Stored data:
use kat_types::ActionConfig;

use super::{Action, ActionContext};
use crate::scope::BindScope;

/// Ordered action slots; unconfigured slots are `None`
#[derive(Debug, Default)]
pub struct ActionList {
    actions: Vec<Option<Action>>,
}

impl ActionList {
    pub fn new() -> Self {
        Self::default()
    }

    pub fn len(&self) -> usize {
        self.actions.len()
    }

    pub fn is_empty(&self) -> bool {
        self.actions.is_empty()
    }

    pub fn configured(&self) -> impl Iterator<Item = &Action> {
        self.actions.iter().flatten()
    }

    pub fn get(&self, index: usize) -> Option<&Action> {
        self.actions.get(index).and_then(Option::as_ref)
    }

    pub fn get_mut(&mut self, index: usize) -> Option<&mut Action> {
        self.actions.get_mut(index).and_then(Option::as_mut)
    }

    pub fn add_slot(&mut self) -> usize {
        self.actions.push(None);
        self.actions.len() - 1
    }

    pub fn push(&mut self, action: Action) {
        self.actions.push(Some(action));
    }

    pub fn set(&mut self, index: usize, action: Action) -> bool {
        match self.actions.get_mut(index) {
            Some(slot) => {
                *slot = Some(action);
                true
            }
            None => false,
        }
    }

    pub fn remove(&mut self, index: usize) -> Option<Action> {
        if index < self.actions.len() {
            self.actions.remove(index)
        } else {
            None
        }
    }

    /// Run every configured action in order. A failing action does not stop
    /// the ones after it. Returns how many actions did something.
    pub fn execute(&self, ctx: &mut ActionContext<'_>) -> usize {
        self.configured().filter(|a| a.execute(ctx)).count()
    }

    /// Non-empty, every slot configured and valid
    pub fn is_valid(&self) -> bool {
        !self.actions.is_empty()
            && self
                .actions
                .iter()
                .all(|a| a.as_ref().is_some_and(Action::is_valid))
    }

    fn invalid_count(&self) -> usize {
        self.actions
            .iter()
            .filter(|a| !a.as_ref().is_some_and(Action::is_valid))
            .count()
    }

    /// `To be configured` / `N action(s)` / `K invalid action(s) out of N`
    pub fn summary(&self) -> String {
        let total = self.actions.len();
        match (total, self.invalid_count()) {
            (0, _) => "To be configured".to_string(),
            (n, 0) => format!("{n} action(s)"),
            (n, k) => format!("{k} invalid action(s) out of {n}"),
        }
    }

    pub fn is_edited(&self) -> bool {
        self.configured().any(Action::is_edited)
    }

    pub fn acknowledge(&mut self) {
        for action in self.actions.iter_mut().flatten() {
            action.acknowledge();
        }
    }

    pub fn duplicate(&self) -> Self {
        Self {
            actions: self
                .actions
                .iter()
                .map(|slot| slot.as_ref().map(Action::duplicate))
                .collect(),
        }
    }

    pub fn to_config(&self) -> Vec<ActionConfig> {
        self.configured().map(Action::to_config).collect()
    }

    pub fn from_config(configs: &[ActionConfig], scope: BindScope<'_>) -> Self {
        Self {
            actions: configs
                .iter()
                .map(|c| Some(Action::from_config(c, scope)))
                .collect(),
        }
    }
}
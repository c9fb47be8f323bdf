//! What a rule does once it fires

mod binding;
mod builtin;
mod list;

pub use binding::BindingAction;
pub use builtin::{MessageAction, TimerAction};
pub use list::ActionList;

use kat_types::ActionConfig;

use crate::capability::MessageSink;
use crate::scope::BindScope;

/// Per-tick inputs an action may need
pub struct ActionContext<'a> {
    pub now: f64,
    pub messages: &'a mut dyn MessageSink,
    /// Used by messages without their own duration
    pub message_duration_secs: f32,
}

#[derive(Debug)]
pub enum Action {
    Flight(BindingAction),
    Part(BindingAction),
    Message(MessageAction),
    Timer(TimerAction),
}

impl Action {
    /// Fresh flight action bound to the current vessel
    pub fn flight(scope: BindScope<'_>) -> Self {
        let mut action = BindingAction::new();
        action.set_target_object(scope.resolver.vessel().as_ref());
        Action::Flight(action)
    }

    pub fn part() -> Self {
        Action::Part(BindingAction::new())
    }

    pub fn message(text: impl Into<String>) -> Self {
        Action::Message(MessageAction::new(text))
    }

    pub fn timer() -> Self {
        Action::Timer(TimerAction::new())
    }

    pub fn kind_label(&self) -> &'static str {
        match self {
            Action::Flight(_) => "Flight",
            Action::Part(_) => "Part",
            Action::Message(_) => "Message",
            Action::Timer(_) => "Timer",
        }
    }

    pub fn is_valid(&self) -> bool {
        match self {
            Action::Flight(a) | Action::Part(a) => a.is_valid(),
            Action::Message(_) => true,
            Action::Timer(a) => a.is_valid(),
        }
    }

    /// Run the action. Invalid actions do nothing; host faults are logged.
    /// Returns whether anything happened.
    pub fn execute(&self, ctx: &mut ActionContext<'_>) -> bool {
        match self {
            Action::Flight(a) | Action::Part(a) => match a.execute() {
                Ok(done) => done,
                Err(fault) => {
                    tracing::warn!(action = %a.action_name(), error = %fault, "Action failed");
                    false
                }
            },
            Action::Message(m) => {
                let secs = m.duration_secs.unwrap_or(ctx.message_duration_secs);
                ctx.messages.post(&m.text, secs);
                true
            }
            Action::Timer(t) => t.execute(ctx.now),
        }
    }

    pub fn describe(&self) -> String {
        match self {
            Action::Flight(a) | Action::Part(a) => a.describe(),
            Action::Message(m) => m.describe(),
            Action::Timer(t) => t.describe(),
        }
    }

    pub fn is_edited(&self) -> bool {
        match self {
            Action::Flight(a) | Action::Part(a) => a.is_edited(),
            Action::Message(_) | Action::Timer(_) => false,
        }
    }

    pub fn acknowledge(&mut self) {
        if let Action::Flight(a) | Action::Part(a) = self {
            a.acknowledge();
        }
    }

    pub fn duplicate(&self) -> Self {
        match self {
            Action::Flight(a) => Action::Flight(a.duplicate()),
            Action::Part(a) => Action::Part(a.duplicate()),
            Action::Message(m) => Action::Message(m.clone()),
            Action::Timer(t) => Action::Timer(t.clone()),
        }
    }

    // ─── Persistence ────────────────────────────────────────────────────────

    pub fn to_config(&self) -> ActionConfig {
        match self {
            Action::Flight(a) => ActionConfig::Flight {
                action: a.action_name().to_string(),
                parameters: a.binding().parameter_texts(),
            },
            Action::Part(a) => ActionConfig::Part {
                part_id: a.part_id(),
                action: a.action_name().to_string(),
                parameters: a.binding().parameter_texts(),
            },
            Action::Message(m) => ActionConfig::Message {
                text: m.text.clone(),
                duration_secs: m.duration_secs,
            },
            Action::Timer(t) => ActionConfig::Timer {
                timer: t.timer_name().to_string(),
                command: t.command(),
            },
        }
    }

    pub fn from_config(config: &ActionConfig, scope: BindScope<'_>) -> Self {
        match config {
            ActionConfig::Flight { action, parameters } => {
                let mut a = BindingAction::new();
                a.load(scope.resolver.vessel(), None, action, parameters);
                Action::Flight(a)
            }
            ActionConfig::Part {
                part_id,
                action,
                parameters,
            } => {
                let part = part_id.and_then(|id| scope.resolver.part(id));
                if part.is_none() && part_id.is_some() {
                    tracing::warn!(part_id = ?part_id, action = %action, "Action part not found");
                }
                let mut a = BindingAction::new();
                a.load(part, *part_id, action, parameters);
                Action::Part(a)
            }
            ActionConfig::Message {
                text,
                duration_secs,
            } => Action::Message(MessageAction {
                text: text.clone(),
                duration_secs: *duration_secs,
            }),
            ActionConfig::Timer { timer, command } => {
                let mut t = TimerAction::new();
                t.set_timer(timer, scope.timers);
                t.set_command(*command);
                if !t.is_valid() {
                    tracing::warn!(timer = %timer, "Timer action refers to a missing timer");
                }
                Action::Timer(t)
            }
        }
    }
}
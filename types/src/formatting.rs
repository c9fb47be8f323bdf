//! Display formatting for timers and typed values.
//!
//! Everything here is invariant-culture: `.` is the only decimal separator,
//! so a value formatted here always parses back through the engine.

/// Format a duration in seconds as `hh:mm:ss.ff`.
///
/// Hours are not wrapped at 24. Hundredths are truncated, not rounded.
/// Negative and non-finite inputs format as zero.
///
/// # Examples
/// ```
/// use kat_types::formatting::format_clock;
/// assert_eq!(format_clock(0.0), "00:00:00.00");
/// assert_eq!(format_clock(75.256), "00:01:15.25");
/// assert_eq!(format_clock(3_723.5), "01:02:03.50");
/// assert_eq!(format_clock(-4.0), "00:00:00.00");
/// ```
pub fn format_clock(secs: f64) -> String {
    let secs = if secs.is_finite() && secs > 0.0 { secs } else { 0.0 };
    let hundredths = (secs * 100.0).floor() as u64;
    let (whole, frac) = (hundredths / 100, hundredths % 100);
    let hours = whole / 3600;
    let mins = (whole % 3600) / 60;
    let s = whole % 60;
    format!("{:02}:{:02}:{:02}.{:02}", hours, mins, s, frac)
}

/// Canonical raw text for a float value.
///
/// Whole numbers keep one decimal place so the text reads as a float.
///
/// # Examples
/// ```
/// use kat_types::formatting::format_float_text;
/// assert_eq!(format_float_text(0.0), "0.0");
/// assert_eq!(format_float_text(10.0), "10.0");
/// assert_eq!(format_float_text(3.25), "3.25");
/// assert_eq!(format_float_text(-1.5), "-1.5");
/// ```
pub fn format_float_text(n: f64) -> String {
    if n.is_finite() && n.fract() == 0.0 && n.abs() < 1e15 {
        format!("{:.1}", n)
    } else {
        format!("{}", n)
    }
}

/// Compact value column for listings: at most `precision` decimals,
/// trailing zeros dropped.
///
/// # Examples
/// ```
/// use kat_types::formatting::format_reading;
/// assert_eq!(format_reading(10500.0, 2), "10500");
/// assert_eq!(format_reading(12.3456, 2), "12.35");
/// assert_eq!(format_reading(0.5, 3), "0.5");
/// ```
pub fn format_reading(n: f64, precision: usize) -> String {
    let s = format!("{:.prec$}", n, prec = precision);
    if s.contains('.') {
        s.trim_end_matches('0').trim_end_matches('.').to_string()
    } else {
        s
    }
}

#[cfg(test)]
mod tests {
    use super::*;

    #[test]
    fn test_format_clock() {
        assert_eq!(format_clock(0.0), "00:00:00.00");
        assert_eq!(format_clock(9.999), "00:00:09.99");
        assert_eq!(format_clock(59.5), "00:00:59.50");
        assert_eq!(format_clock(60.0), "00:01:00.00");
        assert_eq!(format_clock(36_000.0), "10:00:00.00");
        assert_eq!(format_clock(90_000.0), "25:00:00.00");
    }

    #[test]
    fn test_format_clock_rejects_garbage() {
        assert_eq!(format_clock(f64::NAN), "00:00:00.00");
        assert_eq!(format_clock(f64::NEG_INFINITY), "00:00:00.00");
        assert_eq!(format_clock(-0.01), "00:00:00.00");
    }

    #[test]
    fn test_format_float_text() {
        assert_eq!(format_float_text(0.0), "0.0");
        assert_eq!(format_float_text(2.0), "2.0");
        assert_eq!(format_float_text(0.125), "0.125");
        assert_eq!(format_float_text(f64::INFINITY), "inf");
    }

    #[test]
    fn test_format_reading() {
        assert_eq!(format_reading(100.0, 1), "100");
        assert_eq!(format_reading(99.95, 1), "100");
        assert_eq!(format_reading(-3.10, 2), "-3.1");
    }
}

Task statement: After reading the entries above, state the number of lines that contain the word "here", adding nothing else.

Output below: 2